_Exercise objective_
Beginning with the first line, please return the entries exactly through the line that contains "pub fn load(path: &Path)", and leave out all later lines.

**** Supplied material ****

impl Guidelines {
    /// Parse guidelines from TOML; absent top-level parts keep the built-in rules
    pub fn from_toml_str(toml_str: &str) -> Result<Self> {
        Ok(toml::from_str(toml_str)?)
    }

    /// Load guidelines from a TOML file
    pub fn load(path: &Path) -> Result<Self> {
        let content = std::fs::read_to_string(path).map_err(|source| ConfigError::Io {
            path: path.to_path_buf(),
            source,
        })?;
        let guidelines = Self::from_toml_str(&content)?;
        tracing::info!(path = %path.display(), "loaded guidelines");
        Ok(guidelines)
    }

    /// Rules for one document type
    pub fn rules(&self, doc_type: DocType) -> &DocRules {
        match doc_type {
            DocType::Report => &self.report,
            DocType::Synopsis => &self.synopsis,
        }
    }

    /// Formatting style registered under `style_key`
    pub fn formatting_rule(&self, doc_type: DocType, style_key: &str) -> Option<&StyleRule> {
        self.rules(doc_type).formatting_styles.get(style_key)
    }

    /// Formatting style for `style_key`, or the fallback style with a warning
    pub fn style_or_default(
        &self,
        doc_type: DocType,
        style_key: &str,
    ) -> (&StyleRule, Option<Diagnostic>) {
        match self.formatting_rule(doc_type, style_key) {
            Some(rule) => (rule, None),
            None => {
                let diagnostic = Diagnostic::warning(format!(
                    "Formatting style '{}' not found for {}; using default",
                    style_key, doc_type
                ))
                .with_code(codes::STYLE_FALLBACK)
                .with_note(format!(
                    "default is {} {}pt",
                    self.fallback_style.font, self.fallback_style.size_pt
                ));
                (&self.fallback_style, Some(diagnostic))
            }
        }
    }

    pub fn page_numbering(&self, doc_type: DocType) -> PageNumberingRules {
        self.rules(doc_type).page_numbering
    }

    pub fn margins(&self, doc_type: DocType) -> Margins {
        self.rules(doc_type).margins
    }

    pub fn section_order(&self, doc_type: DocType) -> &[String] {
        &self.rules(doc_type).section_order
    }

    /// Chapters of a report body
    pub fn report_chapters(&self) -> &[String] {
        &self.report.section_order
    }

    /// Sections that carry generated body text
    ///
    /// References are produced as back matter, so they are left out.
    pub fn body_sections(&self, doc_type: DocType) -> Vec<&str> {
        self.section_order(doc_type)
            .iter()
            .map(String::as_str)
            .filter(|name| !name.eq_ignore_ascii_case("references"))
            .collect()
    }

    pub fn back_matter(&self, doc_type: DocType) -> &[BackMatterItem] {
        &self.rules(doc_type).back_matter
    }

    pub fn title_page_layout(&self, doc_type: DocType) -> &[TitleItem] {
        &self.rules(doc_type).title_page_layout
    }

    /// Declaration text of a report, placeholders filled in
    ///
    /// `{submission_date}` takes the submission month and year; other
    /// placeholders are looked up directly. Missing values render as `[key]`.
    pub fn render_declaration<F>(&self, lookup: F) -> Option<String>
    where
        F: Fn(&str) -> Option<String>,
    {
        let template = self.report.declaration_text.as_deref()?;
        Some(fill_placeholders(template, |key| match key {
            "submission_date" => {
                lookup("submission_month_year").unwrap_or_else(|| "[Date]".to_string())
            }
            other => lookup(other).unwrap_or_else(|| format!("[{}]", other)),
        }))
    }

    /// Prefixes for figure and table captions
    pub fn caption_prefixes(&self) -> (&str, &str) {
        (&self.common.figure_prefix, &self.common.table_prefix)
    }

    /// The built-in rule set
    pub fn builtin() -> Self {
        Self {
            common: CommonRules::default(),
            report: builtin_report(),
            synopsis: builtin_synopsis(),
            fallback_style: StyleRule::default(),
        }
    }
}

/// Replace every `{name}` in `template`; unmatched braces are kept
fn fill_placeholders<F>(template: &str, value: F) -> String
where
    F: Fn(&str) -> String,
{
    let mut out = String::with_capacity(template.len());
    let mut rest = template;
    while let Some(open) = rest.find('{') {
        out.push_str(&rest[..open]);
        let after = &rest[open + 1..];
        match after.find('}') {
            Some(close)
                if close > 0
                    && after[..close]
                        .chars()
                        .all(|c| c.is_ascii_alphanumeric() || c == '_') =>
            {
                out.push_str(&value(&after[..close]));
                rest = &after[close + 1..];
            }
            _ => {
                out.push('{');
                rest = after;
            }
        }
    }
    out.push_str(rest);
    out
}
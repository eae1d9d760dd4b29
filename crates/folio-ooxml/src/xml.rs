//! Small helpers for writing WordprocessingML by hand

/// WordprocessingML main namespace
pub const W_NS: &str = "http://schemas.openxmlformats.org/wordprocessingml/2006/main";

/// Office document relationships namespace
pub const R_NS: &str = "http://schemas.openxmlformats.org/officeDocument/2006/relationships";

pub const XML_DECLARATION: &str = r#"<?xml version="1.0" encoding="UTF-8" standalone="yes"?>"#;

/// Twips per inch
pub const TWIPS_PER_INCH: f32 = 1440.0;

/// Escape special XML characters
///
/// Characters XML 1.0 does not allow (C0 controls other than tab, line feed
/// and carriage return, U+FFFE, U+FFFF) are dropped.
pub fn escape_xml(text: &str) -> String {
    let mut out = String::with_capacity(text.len());
    for c in text.chars() {
        match c {
            '&' => out.push_str("&amp;"),
            '<' => out.push_str("&lt;"),
            '>' => out.push_str("&gt;"),
            '"' => out.push_str("&quot;"),
            '\'' => out.push_str("&apos;"),
            c if is_xml_char(c) => out.push(c),
            _ => {}
        }
    }
    out
}

fn is_xml_char(c: char) -> bool {
    matches!(
        c,
        '\t' | '\n' | '\r' | '\u{20}'..='\u{D7FF}' | '\u{E000}'..='\u{FFFD}' | '\u{10000}'..
    )
}

pub fn inches_to_twips(inches: f32) -> i64 {
    (inches * TWIPS_PER_INCH).round() as i64
}

/// Points to twentieths of a point
pub fn points_to_twips(points: f32) -> i64 {
    (points * 20.0).round() as i64
}

/// Points to half-points, the unit of `w:sz`
pub fn points_to_half_points(points: f32) -> i64 {
    (points * 2.0).round() as i64
}

/// Text runs for `text`; line breaks become `<w:br/>`
pub fn text_runs(out: &mut String, text: &str, run_properties: &str) {
    for (i, line) in text.split('\n').enumerate() {
        out.push_str("<w:r>");
        out.push_str(run_properties);
        if i > 0 {
            out.push_str("<w:br/>");
        }
        if !line.is_empty() {
            out.push_str(&format!(
                "<w:t xml:space=\"preserve\">{}</w:t>",
                escape_xml(line.trim_end_matches('\r'))
            ));
        }
        out.push_str("</w:r>");
    }
}

/// A complex field: begin, instruction, separator, cached result, end
pub fn field(out: &mut String, instruction: &str, cached: &str, run_properties: &str) {
    out.push_str(&format!(
        "<w:r>{rp}<w:fldChar w:fldCharType=\"begin\"/></w:r>\
         <w:r>{rp}<w:instrText xml:space=\"preserve\"> {instr} </w:instrText></w:r>\
         <w:r>{rp}<w:fldChar w:fldCharType=\"separate\"/></w:r>\
         <w:r>{rp}<w:t>{cached}</w:t></w:r>\
         <w:r>{rp}<w:fldChar w:fldCharType=\"end\"/></w:r>",
        rp = run_properties,
        instr = escape_xml(instruction),
        cached = escape_xml(cached),
    ));
}

#[cfg(test)]
mod tests {
    use super::*;

    #[test]
    fn test_escape_xml() {
        assert_eq!(escape_xml("a < b & c"), "a &lt; b &amp; c");
        assert_eq!(escape_xml("\"quoted\""), "&quot;quoted&quot;");
    }

    #[test]
    fn test_escape_xml_drops_forbidden_characters() {
        assert_eq!(escape_xml("bell\u{7}\u{0}ed"), "belled");
        assert_eq!(escape_xml("tab\there\u{1b}[0m"), "tab\there[0m");
        assert_eq!(escape_xml("\u{FFFE}ok\u{FFFF}"), "ok");
        assert_eq!(escape_xml("déjà vu \u{1F4C4}"), "déjà vu \u{1F4C4}");
    }

    #[test]
    fn test_unit_conversion() {
        assert_eq!(inches_to_twips(1.5), 2160);
        assert_eq!(points_to_twips(18.0), 360);
        assert_eq!(points_to_half_points(12.0), 24);
        assert_eq!(points_to_half_points(10.5), 21);
    }

    #[test]
    fn test_text_runs_break_lines() {
        let mut out = String::new();
        text_runs(&mut out, "Place: Hisar\nDate: May", "");
        assert_eq!(
            out,
            "<w:r><w:t xml:space=\"preserve\">Place: Hisar</w:t></w:r>\
             <w:r><w:br/><w:t xml:space=\"preserve\">Date: May</w:t></w:r>"
        );
    }

    #[test]
    fn test_text_runs_strip_control_characters() {
        let mut out = String::new();
        text_runs(&mut out, "Result\u{8}s\u{c}", "");
        assert_eq!(out, "<w:r><w:t xml:space=\"preserve\">Results</w:t></w:r>");
    }

    #[test]
    fn test_field_markup() {
        let mut out = String::new();
        field(&mut out, "PAGE \\* roman", "i", "");
        assert!(out.contains("<w:instrText xml:space=\"preserve\"> PAGE \\* roman </w:instrText>"));
        assert!(out.contains("w:fldCharType=\"separate\""));
        assert!(out.ends_with("<w:r><w:fldChar w:fldCharType=\"end\"/></w:r>"));
    }
}
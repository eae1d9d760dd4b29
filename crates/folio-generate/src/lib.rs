//! folio-generate - section text for folio documents
//!
//! Sections are drafted by a [`TextGenerator`]. [`OllamaClient`] talks to a
//! local Ollama server; [`PlaceholderGenerator`] is used offline. The
//! [`ContentGenerator`] builds one prompt per section and falls back to a
//! placeholder text when the generator fails.

pub mod client;
pub mod content;
pub mod error;
pub mod ollama;

pub use client::{PlaceholderGenerator, TextGenerator};
pub use content::{
    build_prompt, placeholder_text, ContentGenerator, GeneratedSection, SectionKind,
    DEFAULT_SYSTEM_MESSAGE,
};
pub use error::{GenerateError, Result};
pub use ollama::{ConnectionStatus, OllamaClient, DEFAULT_OLLAMA_URL};
//! Build diagnostics for folio
//!
//! Every recoverable condition met while assembling a document is recorded as
//! a [`Diagnostic`]. None of them stops the build: the document is always
//! produced, and the diagnostics tell the caller what was degraded.

use serde::{Deserialize, Serialize};

/// Diagnostic codes raised by the engine and its collaborators
pub mod codes {
    /// Heading registered out of structural order
    pub const STRUCTURE_ORDER: &str = "FOL101";
    /// List resolved without a reserved anchor
    pub const MISSING_ANCHOR: &str = "FOL201";
    /// Anchor reserved twice for the same list
    pub const DUPLICATE_ANCHOR: &str = "FOL202";
    /// No body region was started explicitly
    pub const PIVOT_FALLBACK: &str = "FOL301";
    /// Region kind contradicts the region ordering
    pub const REGION_COERCED: &str = "FOL302";
    /// Unknown style key, default style used
    pub const STYLE_FALLBACK: &str = "FOL401";
    /// Text generation failed or returned nothing
    pub const GENERATION_FAILED: &str = "FOL501";
    /// Referenced image file could not be read
    pub const IMAGE_MISSING: &str = "FOL502";
    /// Figure or table hint names a chapter the document does not have
    pub const HINT_UNPLACED: &str = "FOL503";
}

/// A diagnostic message raised during a document build
///
/// # Example
///
/// ```
/// use folio_core::diagnostics::{codes, Diagnostic, Severity};
///
/// let diag = Diagnostic::warning("Level 2 heading 'Scope' has no open chapter")
///     .with_code(codes::STRUCTURE_ORDER)
///     .with_help("Add a level 1 heading before it");
///
/// assert_eq!(diag.severity, Severity::Warning);
/// assert!(diag.to_string().starts_with("warning[FOL101]"));
/// ```
#[derive(Debug, Clone, PartialEq, Serialize, Deserialize)]
pub struct Diagnostic {
    /// Severity level of the diagnostic
    pub severity: Severity,

    /// The diagnostic message
    pub message: String,

    /// Diagnostic code (see [`codes`])
    #[serde(default, skip_serializing_if = "Option::is_none")]
    pub code: Option<String>,

    /// Additional help text
    #[serde(default, skip_serializing_if = "Option::is_none")]
    pub help: Option<String>,

    /// Related notes
    #[serde(default, skip_serializing_if = "Vec::is_empty")]
    pub notes: Vec<String>,
}

/// Severity level of a diagnostic
#[derive(Debug, Clone, Copy, PartialEq, Eq, PartialOrd, Ord, Hash, Serialize, Deserialize)]
#[serde(rename_all = "lowercase")]
pub enum Severity {
    /// Informational message
    Info,

    /// Something was degraded but the build went on
    Warning,

    /// Something is wrong in the output
    Error,
}

impl Diagnostic {
    /// Create a new diagnostic
    pub fn new(severity: Severity, message: impl Into<String>) -> Self {
        Self {
            severity,
            message: message.into(),
            code: None,
            help: None,
            notes: Vec::new(),
        }
    }

    /// Create an error diagnostic
    pub fn error(message: impl Into<String>) -> Self {
        Self::new(Severity::Error, message)
    }

    /// Create a warning diagnostic
    pub fn warning(message: impl Into<String>) -> Self {
        Self::new(Severity::Warning, message)
    }

    /// Create an info diagnostic
    pub fn info(message: impl Into<String>) -> Self {
        Self::new(Severity::Info, message)
    }

    /// Set the diagnostic code
    pub fn with_code(mut self, code: impl Into<String>) -> Self {
        self.code = Some(code.into());
        self
    }

    /// Set help text
    pub fn with_help(mut self, help: impl Into<String>) -> Self {
        self.help = Some(help.into());
        self
    }

    /// Add a note
    pub fn with_note(mut self, note: impl Into<String>) -> Self {
        self.notes.push(note.into());
        self
    }

    /// Check if this is an error-level diagnostic
    pub fn is_error(&self) -> bool {
        matches!(self.severity, Severity::Error)
    }

    /// Check if this is a warning-level diagnostic
    pub fn is_warning(&self) -> bool {
        matches!(self.severity, Severity::Warning)
    }

    /// Check whether the diagnostic carries the given code
    pub fn has_code(&self, code: &str) -> bool {
        self.code.as_deref() == Some(code)
    }

    /// Emit the diagnostic through `tracing` at a level matching its severity
    pub fn log(&self) {
        let code = self.code.as_deref().unwrap_or("-");
        match self.severity {
            Severity::Info => tracing::info!(code, "{}", self.message),
            Severity::Warning => tracing::warn!(code, "{}", self.message),
            Severity::Error => tracing::error!(code, "{}", self.message),
        }
    }
}

impl std::fmt::Display for Severity {
    fn fmt(&self, f: &mut std::fmt::Formatter<'_>) -> std::fmt::Result {
        match self {
            Severity::Info => write!(f, "info"),
            Severity::Warning => write!(f, "warning"),
            Severity::Error => write!(f, "error"),
        }
    }
}

impl std::fmt::Display for Diagnostic {
    fn fmt(&self, f: &mut std::fmt::Formatter<'_>) -> std::fmt::Result {
        // Format: severity[code]: message
        write!(f, "{}", self.severity)?;
        if let Some(ref code) = self.code {
            write!(f, "[{}]", code)?;
        }
        write!(f, ": {}", self.message)?;

        if let Some(ref help) = self.help {
            write!(f, "\n  = help: {}", help)?;
        }

        for note in &self.notes {
            write!(f, "\n  = note: {}", note)?;
        }

        Ok(())
    }
}

/// A collection of diagnostics, in the order they were raised
#[derive(Debug, Clone, Default, Serialize)]
#[serde(transparent)]
pub struct Diagnostics {
    diagnostics: Vec<Diagnostic>,
}

impl Diagnostics {
    /// Create a new empty diagnostics collection
    pub fn new() -> Self {
        Self::default()
    }

    /// Log and record a diagnostic
    pub fn push(&mut self, diagnostic: Diagnostic) {
        diagnostic.log();
        self.diagnostics.push(diagnostic);
    }

    /// Log and record several diagnostics
    pub fn extend(&mut self, diagnostics: impl IntoIterator<Item = Diagnostic>) {
        for diagnostic in diagnostics {
            self.push(diagnostic);
        }
    }

    /// Check if there are any errors
    pub fn has_errors(&self) -> bool {
        self.diagnostics.iter().any(|d| d.is_error())
    }

    /// Get the number of warnings
    pub fn warning_count(&self) -> usize {
        self.diagnostics.iter().filter(|d| d.is_warning()).count()
    }

    /// Count diagnostics carrying a given code
    pub fn count_code(&self, code: &str) -> usize {
        self.diagnostics.iter().filter(|d| d.has_code(code)).count()
    }

    /// Get all diagnostics
    pub fn iter(&self) -> impl Iterator<Item = &Diagnostic> {
        self.diagnostics.iter()
    }

    /// Check if empty
    pub fn is_empty(&self) -> bool {
        self.diagnostics.is_empty()
    }

    /// Get the count
    pub fn len(&self) -> usize {
        self.diagnostics.len()
    }
}

impl IntoIterator for Diagnostics {
    type Item = Diagnostic;
    type IntoIter = std::vec::IntoIter<Diagnostic>;

    fn into_iter(self) -> Self::IntoIter {
        self.diagnostics.into_iter()
    }
}

#[cfg(test)]
mod tests {
    use super::*;

    #[test]
    fn test_diagnostic_builder() {
        let diag = Diagnostic::warning("Image not found")
            .with_code(codes::IMAGE_MISSING)
            .with_help("Check the figure path")
            .with_note("data/arch.png");

        assert!(diag.is_warning());
        assert!(diag.has_code("FOL502"));
        assert_eq!(diag.notes.len(), 1);
    }

    #[test]
    fn test_severity_order() {
        assert!(Severity::Info < Severity::Warning);
        assert!(Severity::Warning < Severity::Error);
    }

    #[test]
    fn test_diagnostics_collection() {
        let mut diags = Diagnostics::new();
        diags.push(Diagnostic::warning("a").with_code(codes::STRUCTURE_ORDER));
        diags.push(Diagnostic::warning("b").with_code(codes::STRUCTURE_ORDER));
        diags.push(Diagnostic::info("c"));

        assert!(!diags.has_errors());
        assert_eq!(diags.warning_count(), 2);
        assert_eq!(diags.count_code(codes::STRUCTURE_ORDER), 2);
        assert_eq!(diags.len(), 3);
    }

    #[test]
    fn test_diagnostic_display() {
        let diag = Diagnostic::warning("No body region was started")
            .with_code(codes::PIVOT_FALLBACK)
            .with_help("Start a body region before the first chapter");

        let display = format!("{}", diag);
        assert!(display.contains("warning[FOL301]"));
        assert!(display.contains("help: Start a body region"));
    }

    #[test]
    fn test_diagnostic_serialize() {
        let diag = Diagnostic::warning("Unknown style").with_code(codes::STYLE_FALLBACK);

        let json = serde_json::to_string(&diag).unwrap();
        assert!(json.contains("\"severity\":\"warning\""));
        assert!(json.contains("\"code\":\"FOL401\""));

        let restored: Diagnostic = serde_json::from_str(&json).unwrap();
        assert_eq!(restored, diag);
    }
}
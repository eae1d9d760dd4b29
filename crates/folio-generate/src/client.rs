//! Text generator interface

use crate::error::{GenerateError, Result};

/// Something that turns a prompt into text
pub trait TextGenerator {
    /// Generate text for `prompt`, guided by an optional system message
    fn generate(&self, prompt: &str, system_message: Option<&str>) -> Result<String>;

    /// Short name for logs
    fn name(&self) -> &str;
}

/// Generator used offline; every request fails with [`GenerateError::Disabled`]
#[derive(Debug, Clone, Copy, Default)]
pub struct PlaceholderGenerator;

impl TextGenerator for PlaceholderGenerator {
    fn generate(&self, _prompt: &str, _system_message: Option<&str>) -> Result<String> {
        Err(GenerateError::Disabled)
    }

    fn name(&self) -> &str {
        "placeholder"
    }
}

impl<T: TextGenerator + ?Sized> TextGenerator for Box<T> {
    fn generate(&self, prompt: &str, system_message: Option<&str>) -> Result<String> {
        (**self).generate(prompt, system_message)
    }

    fn name(&self) -> &str {
        (**self).name()
    }
}
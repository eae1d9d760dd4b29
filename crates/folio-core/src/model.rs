//! Document model shared by the engine and the renderer
//!
//! The session turns every appended content unit into a [`Block`] stamped with
//! a [`Position`]. The ordered block stream is what a renderer consumes.

use std::fmt;
use std::str::FromStr;

use serde::{Deserialize, Serialize};

use crate::anchors::{AnchorToken, ListKind};

/// The kind of academic document being assembled
#[derive(Debug, Clone, Copy, PartialEq, Eq, Hash, Default, Serialize, Deserialize)]
#[serde(rename_all = "lowercase")]
pub enum DocType {
    /// Full project report: front matter, numbered chapters, lists
    #[default]
    Report,
    /// Short synopsis: flat numbered sections, no front matter
    Synopsis,
}

impl DocType {
    /// Lowercase identifier used in configuration
    pub fn as_str(&self) -> &'static str {
        match self {
            DocType::Report => "report",
            DocType::Synopsis => "synopsis",
        }
    }

    /// Capitalized name used in file names
    pub fn display_name(&self) -> &'static str {
        match self {
            DocType::Report => "Report",
            DocType::Synopsis => "Synopsis",
        }
    }
}

impl fmt::Display for DocType {
    fn fmt(&self, f: &mut fmt::Formatter<'_>) -> fmt::Result {
        f.write_str(self.as_str())
    }
}

impl FromStr for DocType {
    type Err = String;

    fn from_str(s: &str) -> Result<Self, Self::Err> {
        match s.trim().to_ascii_lowercase().as_str() {
            "report" => Ok(DocType::Report),
            "synopsis" => Ok(DocType::Synopsis),
            other => Err(format!("unknown document type '{}'", other)),
        }
    }
}

/// Hierarchical number of a heading or caption (`[2, 3]` is "2.3")
///
/// Ordering is lexicographic over the segments. An empty path means the item
/// is un-numbered.
#[derive(Debug, Clone, PartialEq, Eq, PartialOrd, Ord, Hash, Default, Serialize, Deserialize)]
#[serde(transparent)]
pub struct NumberPath(Vec<u32>);

impl NumberPath {
    /// Create a path from its segments
    pub fn new(segments: Vec<u32>) -> Self {
        Self(segments)
    }

    /// The un-numbered path
    pub fn unnumbered() -> Self {
        Self(Vec::new())
    }

    /// Path segments, outermost first
    pub fn segments(&self) -> &[u32] {
        &self.0
    }

    /// Number of segments
    pub fn depth(&self) -> usize {
        self.0.len()
    }

    /// Check whether the path is empty (un-numbered)
    pub fn is_empty(&self) -> bool {
        self.0.is_empty()
    }
}

impl From<Vec<u32>> for NumberPath {
    fn from(segments: Vec<u32>) -> Self {
        Self(segments)
    }
}

impl fmt::Display for NumberPath {
    fn fmt(&self, f: &mut fmt::Formatter<'_>) -> fmt::Result {
        for (i, segment) in self.0.iter().enumerate() {
            if i > 0 {
                f.write_str(".")?;
            }
            write!(f, "{}", segment)?;
        }
        Ok(())
    }
}

/// Opaque document position
///
/// Positions are handed out by the session in strictly increasing order as
/// blocks are appended, so comparing positions compares document order.
#[derive(Debug, Clone, Copy, PartialEq, Eq, PartialOrd, Ord, Hash, Serialize, Deserialize)]
#[serde(transparent)]
pub struct Position(u64);

impl Position {
    pub(crate) fn new(value: u64) -> Self {
        Self(value)
    }

    /// Bookmark name a renderer can place at this position
    pub fn bookmark_name(&self) -> String {
        format!("_folio{:06}", self.0)
    }
}

/// A heading registered with the numbering engine
#[derive(Debug, Clone, PartialEq, Serialize)]
pub struct HeadingRecord {
    /// Requested level (1 = chapter, 2 = section, 3 = subsection)
    pub level: u8,
    /// Text as it appears in the document and in the table of contents
    pub display_text: String,
    /// Hierarchical number, empty when the heading is un-numbered
    pub number_path: NumberPath,
    /// Guideline style key used to render the heading
    pub style_key: String,
    /// Where the heading sits in the document
    pub position: Position,
}

/// Figure or table
#[derive(Debug, Clone, Copy, PartialEq, Eq, Hash, Serialize, Deserialize)]
#[serde(rename_all = "lowercase")]
pub enum CaptionKind {
    Figure,
    Table,
}

/// A figure or table caption registered with the numbering engine
#[derive(Debug, Clone, PartialEq, Serialize)]
pub struct CaptionRecord {
    pub kind: CaptionKind,
    /// Chapter the caption belongs to, 0 before any chapter
    pub chapter_number: u32,
    /// Running number inside the chapter, starting at 1
    pub index_in_chapter: u32,
    /// Caption text as supplied
    pub caption: String,
    /// Prefixed caption, e.g. `Fig 2.1: Architecture`
    pub full_caption_text: String,
    pub position: Position,
}

impl CaptionRecord {
    /// `[chapter, index]`, or `[index]` when no chapter was open
    pub fn number_path(&self) -> NumberPath {
        if self.chapter_number > 0 {
            NumberPath::new(vec![self.chapter_number, self.index_in_chapter])
        } else {
            NumberPath::new(vec![self.index_in_chapter])
        }
    }
}

/// Page number of a list entry, left for the renderer to fill in
#[derive(Debug, Clone, PartialEq, Eq, Serialize)]
pub enum PageRef {
    /// Not computed by the engine; `bookmark` names the target location
    Unresolved { bookmark: String },
}

/// One line of a generated table of contents or list of figures/tables
#[derive(Debug, Clone, PartialEq, Serialize)]
pub struct ListEntry {
    pub list: ListKind,
    pub text: String,
    /// Indentation depth, 0 for top-level entries
    pub indent_level: usize,
    pub number_path: NumberPath,
    /// Position of the heading or caption the entry points at
    pub source_position: Position,
    pub page: PageRef,
}

/// Raw image bytes attached to a figure
#[derive(Debug, Clone, PartialEq)]
pub struct FigureImage {
    /// File name, used to derive the media part name
    pub file_name: String,
    pub data: Vec<u8>,
}

/// A block of the assembled document
#[derive(Debug, Clone, PartialEq)]
pub struct Block {
    pub position: Position,
    pub kind: BlockKind,
}

/// Content carried by a [`Block`]
#[derive(Debug, Clone, PartialEq)]
pub enum BlockKind {
    /// A new region begins here
    RegionStart { ordinal: u32 },
    Heading(HeadingRecord),
    Paragraph { text: String, style_key: String },
    /// Uncaptioned picture, centered (title page logo)
    Image(FigureImage),
    /// Image (or a placeholder when it is missing) followed by its caption
    Figure {
        image: Option<FigureImage>,
        caption: CaptionRecord,
    },
    /// Caption followed by the table rows
    Table {
        rows: Vec<Vec<String>>,
        header: bool,
        caption: CaptionRecord,
    },
    PageBreak,
    /// Reserved list position; renders as an empty seam once consumed
    ListAnchor(AnchorToken),
    ListEntry(ListEntry),
}

#[cfg(test)]
mod tests {
    use super::*;

    #[test]
    fn test_number_path_display() {
        assert_eq!(NumberPath::new(vec![2, 3, 1]).to_string(), "2.3.1");
        assert_eq!(NumberPath::new(vec![4]).to_string(), "4");
        assert_eq!(NumberPath::unnumbered().to_string(), "");
    }

    #[test]
    fn test_number_path_ordering_is_lexicographic() {
        let a = NumberPath::new(vec![1]);
        let b = NumberPath::new(vec![1, 1]);
        let c = NumberPath::new(vec![1, 2]);
        let d = NumberPath::new(vec![2]);
        assert!(a < b);
        assert!(b < c);
        assert!(c < d);
        assert!(NumberPath::new(vec![1, 10]) > NumberPath::new(vec![1, 9]));
    }

    #[test]
    fn test_doc_type_parse() {
        assert_eq!("Report".parse::<DocType>().unwrap(), DocType::Report);
        assert_eq!(" synopsis ".parse::<DocType>().unwrap(), DocType::Synopsis);
        assert!("thesis".parse::<DocType>().is_err());
        assert_eq!(DocType::Synopsis.display_name(), "Synopsis");
    }

    #[test]
    fn test_caption_number_path() {
        let mut caption = CaptionRecord {
            kind: CaptionKind::Figure,
            chapter_number: 0,
            index_in_chapter: 2,
            caption: "Flow".to_string(),
            full_caption_text: "Fig 2: Flow".to_string(),
            position: Position::new(7),
        };
        assert_eq!(caption.number_path(), NumberPath::new(vec![2]));

        caption.chapter_number = 3;
        assert_eq!(caption.number_path(), NumberPath::new(vec![3, 2]));
    }

    #[test]
    fn test_bookmark_name_is_stable() {
        assert_eq!(Position::new(42).bookmark_name(), "_folio000042");
    }
}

****

_Answer box_
impl Guidelines {
    /// Parse guidelines from TOML; absent top-level parts keep the built-in rules
    pub fn from_toml_str(toml_str: &str) -> Result<Self> {
        Ok(toml::from_str(toml_str)?)
    }

    /// Load guidelines from a TOML file
    pub fn load(path: &Path) -> Result<Self> {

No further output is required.